══ Data listing ══

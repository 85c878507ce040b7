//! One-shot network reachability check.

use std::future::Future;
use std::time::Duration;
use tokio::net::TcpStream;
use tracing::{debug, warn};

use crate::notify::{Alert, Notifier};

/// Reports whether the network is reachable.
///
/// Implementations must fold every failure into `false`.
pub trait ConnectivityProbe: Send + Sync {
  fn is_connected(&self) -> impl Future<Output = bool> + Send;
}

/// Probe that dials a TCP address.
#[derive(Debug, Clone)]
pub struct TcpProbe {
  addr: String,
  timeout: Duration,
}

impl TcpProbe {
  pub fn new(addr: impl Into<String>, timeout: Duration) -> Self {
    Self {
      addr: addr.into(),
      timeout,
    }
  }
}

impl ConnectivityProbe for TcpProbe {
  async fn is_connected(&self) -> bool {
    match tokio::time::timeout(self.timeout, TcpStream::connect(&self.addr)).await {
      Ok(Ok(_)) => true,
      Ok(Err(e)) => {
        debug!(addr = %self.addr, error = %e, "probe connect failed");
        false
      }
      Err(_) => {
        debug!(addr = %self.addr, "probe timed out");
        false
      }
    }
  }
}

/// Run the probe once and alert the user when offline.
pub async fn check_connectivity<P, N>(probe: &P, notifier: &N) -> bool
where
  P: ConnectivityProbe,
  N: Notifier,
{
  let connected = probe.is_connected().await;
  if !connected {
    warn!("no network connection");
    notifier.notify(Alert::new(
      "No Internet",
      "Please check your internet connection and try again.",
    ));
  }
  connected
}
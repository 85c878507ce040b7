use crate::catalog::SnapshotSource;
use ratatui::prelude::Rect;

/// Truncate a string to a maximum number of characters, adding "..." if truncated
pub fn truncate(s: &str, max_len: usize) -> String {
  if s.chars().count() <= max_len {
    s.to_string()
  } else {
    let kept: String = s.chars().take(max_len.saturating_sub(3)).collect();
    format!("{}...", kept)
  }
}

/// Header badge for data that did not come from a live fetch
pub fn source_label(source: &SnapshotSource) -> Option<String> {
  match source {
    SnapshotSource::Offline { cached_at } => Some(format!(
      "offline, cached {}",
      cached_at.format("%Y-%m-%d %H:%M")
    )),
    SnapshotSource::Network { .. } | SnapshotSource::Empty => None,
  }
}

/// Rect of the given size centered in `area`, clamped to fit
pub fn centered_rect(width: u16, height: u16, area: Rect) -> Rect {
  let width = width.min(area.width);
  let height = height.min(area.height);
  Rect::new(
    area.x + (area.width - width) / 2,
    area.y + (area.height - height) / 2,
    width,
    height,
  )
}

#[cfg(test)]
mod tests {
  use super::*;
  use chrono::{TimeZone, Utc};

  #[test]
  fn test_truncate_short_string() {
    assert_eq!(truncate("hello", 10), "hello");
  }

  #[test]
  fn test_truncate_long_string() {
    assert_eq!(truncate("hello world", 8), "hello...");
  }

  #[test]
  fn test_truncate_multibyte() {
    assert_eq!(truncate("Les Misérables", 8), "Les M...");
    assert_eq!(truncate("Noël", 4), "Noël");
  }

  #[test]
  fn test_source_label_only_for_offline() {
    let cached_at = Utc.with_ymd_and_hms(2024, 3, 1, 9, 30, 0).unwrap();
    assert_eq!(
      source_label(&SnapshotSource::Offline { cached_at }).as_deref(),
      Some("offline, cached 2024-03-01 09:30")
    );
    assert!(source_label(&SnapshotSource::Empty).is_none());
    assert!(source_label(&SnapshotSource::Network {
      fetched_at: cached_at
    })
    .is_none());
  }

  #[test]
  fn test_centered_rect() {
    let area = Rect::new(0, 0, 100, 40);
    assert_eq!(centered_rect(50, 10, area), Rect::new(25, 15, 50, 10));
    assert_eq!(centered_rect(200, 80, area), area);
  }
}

═══
══ Data listing ══

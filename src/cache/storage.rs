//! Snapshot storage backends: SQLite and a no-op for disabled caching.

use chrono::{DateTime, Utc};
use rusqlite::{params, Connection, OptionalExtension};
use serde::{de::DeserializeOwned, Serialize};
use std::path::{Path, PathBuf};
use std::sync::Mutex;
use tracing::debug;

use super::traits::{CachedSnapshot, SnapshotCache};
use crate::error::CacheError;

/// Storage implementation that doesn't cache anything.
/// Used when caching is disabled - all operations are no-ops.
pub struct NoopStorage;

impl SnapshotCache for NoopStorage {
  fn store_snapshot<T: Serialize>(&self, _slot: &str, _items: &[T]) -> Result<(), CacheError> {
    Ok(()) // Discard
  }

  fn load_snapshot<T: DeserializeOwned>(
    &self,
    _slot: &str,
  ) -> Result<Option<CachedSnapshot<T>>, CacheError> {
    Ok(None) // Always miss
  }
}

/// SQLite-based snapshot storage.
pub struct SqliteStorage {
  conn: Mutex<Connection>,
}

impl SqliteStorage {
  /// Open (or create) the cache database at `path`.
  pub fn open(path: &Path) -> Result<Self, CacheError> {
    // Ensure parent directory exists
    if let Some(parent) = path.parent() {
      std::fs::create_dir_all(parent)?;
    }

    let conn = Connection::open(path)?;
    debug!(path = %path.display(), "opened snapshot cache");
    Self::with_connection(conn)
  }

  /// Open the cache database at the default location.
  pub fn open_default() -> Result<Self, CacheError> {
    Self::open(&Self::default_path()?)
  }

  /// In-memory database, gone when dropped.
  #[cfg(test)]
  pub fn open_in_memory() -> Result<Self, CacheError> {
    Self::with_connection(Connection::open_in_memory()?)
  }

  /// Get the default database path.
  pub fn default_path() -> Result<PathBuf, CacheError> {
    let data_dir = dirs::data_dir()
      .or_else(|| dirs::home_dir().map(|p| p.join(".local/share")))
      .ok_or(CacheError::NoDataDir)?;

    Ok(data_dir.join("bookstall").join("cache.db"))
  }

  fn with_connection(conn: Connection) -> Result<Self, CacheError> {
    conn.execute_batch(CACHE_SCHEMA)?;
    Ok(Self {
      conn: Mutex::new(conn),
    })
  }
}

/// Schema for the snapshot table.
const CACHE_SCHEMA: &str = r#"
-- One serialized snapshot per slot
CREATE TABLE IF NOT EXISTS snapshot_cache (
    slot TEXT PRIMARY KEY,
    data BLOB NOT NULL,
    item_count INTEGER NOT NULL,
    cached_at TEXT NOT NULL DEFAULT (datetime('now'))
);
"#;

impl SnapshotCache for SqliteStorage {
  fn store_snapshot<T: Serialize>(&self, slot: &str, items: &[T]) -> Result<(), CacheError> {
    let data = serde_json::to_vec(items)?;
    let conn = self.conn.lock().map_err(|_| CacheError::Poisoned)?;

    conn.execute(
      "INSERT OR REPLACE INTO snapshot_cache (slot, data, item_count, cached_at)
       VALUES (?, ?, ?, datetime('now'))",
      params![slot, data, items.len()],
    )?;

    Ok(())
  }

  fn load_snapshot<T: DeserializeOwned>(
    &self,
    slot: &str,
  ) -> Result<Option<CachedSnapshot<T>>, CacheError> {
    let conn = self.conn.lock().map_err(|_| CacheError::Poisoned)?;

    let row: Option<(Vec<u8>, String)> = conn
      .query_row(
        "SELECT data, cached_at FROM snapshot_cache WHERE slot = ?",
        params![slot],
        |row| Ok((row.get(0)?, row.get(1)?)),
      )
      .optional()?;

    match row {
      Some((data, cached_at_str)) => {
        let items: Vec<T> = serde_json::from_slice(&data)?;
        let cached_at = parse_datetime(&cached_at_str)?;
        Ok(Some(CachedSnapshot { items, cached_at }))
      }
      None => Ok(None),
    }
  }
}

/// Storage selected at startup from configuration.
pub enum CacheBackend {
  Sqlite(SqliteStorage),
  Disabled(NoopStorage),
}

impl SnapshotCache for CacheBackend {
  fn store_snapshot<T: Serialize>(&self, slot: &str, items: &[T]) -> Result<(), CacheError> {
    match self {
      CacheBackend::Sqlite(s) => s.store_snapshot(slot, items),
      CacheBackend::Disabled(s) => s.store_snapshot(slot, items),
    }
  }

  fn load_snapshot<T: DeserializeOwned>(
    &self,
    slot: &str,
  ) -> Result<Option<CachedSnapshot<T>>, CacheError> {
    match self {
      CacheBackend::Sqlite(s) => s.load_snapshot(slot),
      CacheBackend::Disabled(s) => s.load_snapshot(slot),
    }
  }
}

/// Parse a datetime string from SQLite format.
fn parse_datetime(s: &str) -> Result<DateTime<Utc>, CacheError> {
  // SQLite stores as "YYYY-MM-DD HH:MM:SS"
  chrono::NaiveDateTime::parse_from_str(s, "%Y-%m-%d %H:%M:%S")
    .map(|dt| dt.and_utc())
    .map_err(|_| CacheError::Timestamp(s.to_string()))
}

═══

# Problem to solve
Whenever the word "SnapshotCache" shows up in a line above, copy that line.

# Task response
use super::traits::{CachedSnapshot, SnapshotCache};
impl SnapshotCache for NoopStorage {
impl SnapshotCache for SqliteStorage {
impl SnapshotCache for CacheBackend {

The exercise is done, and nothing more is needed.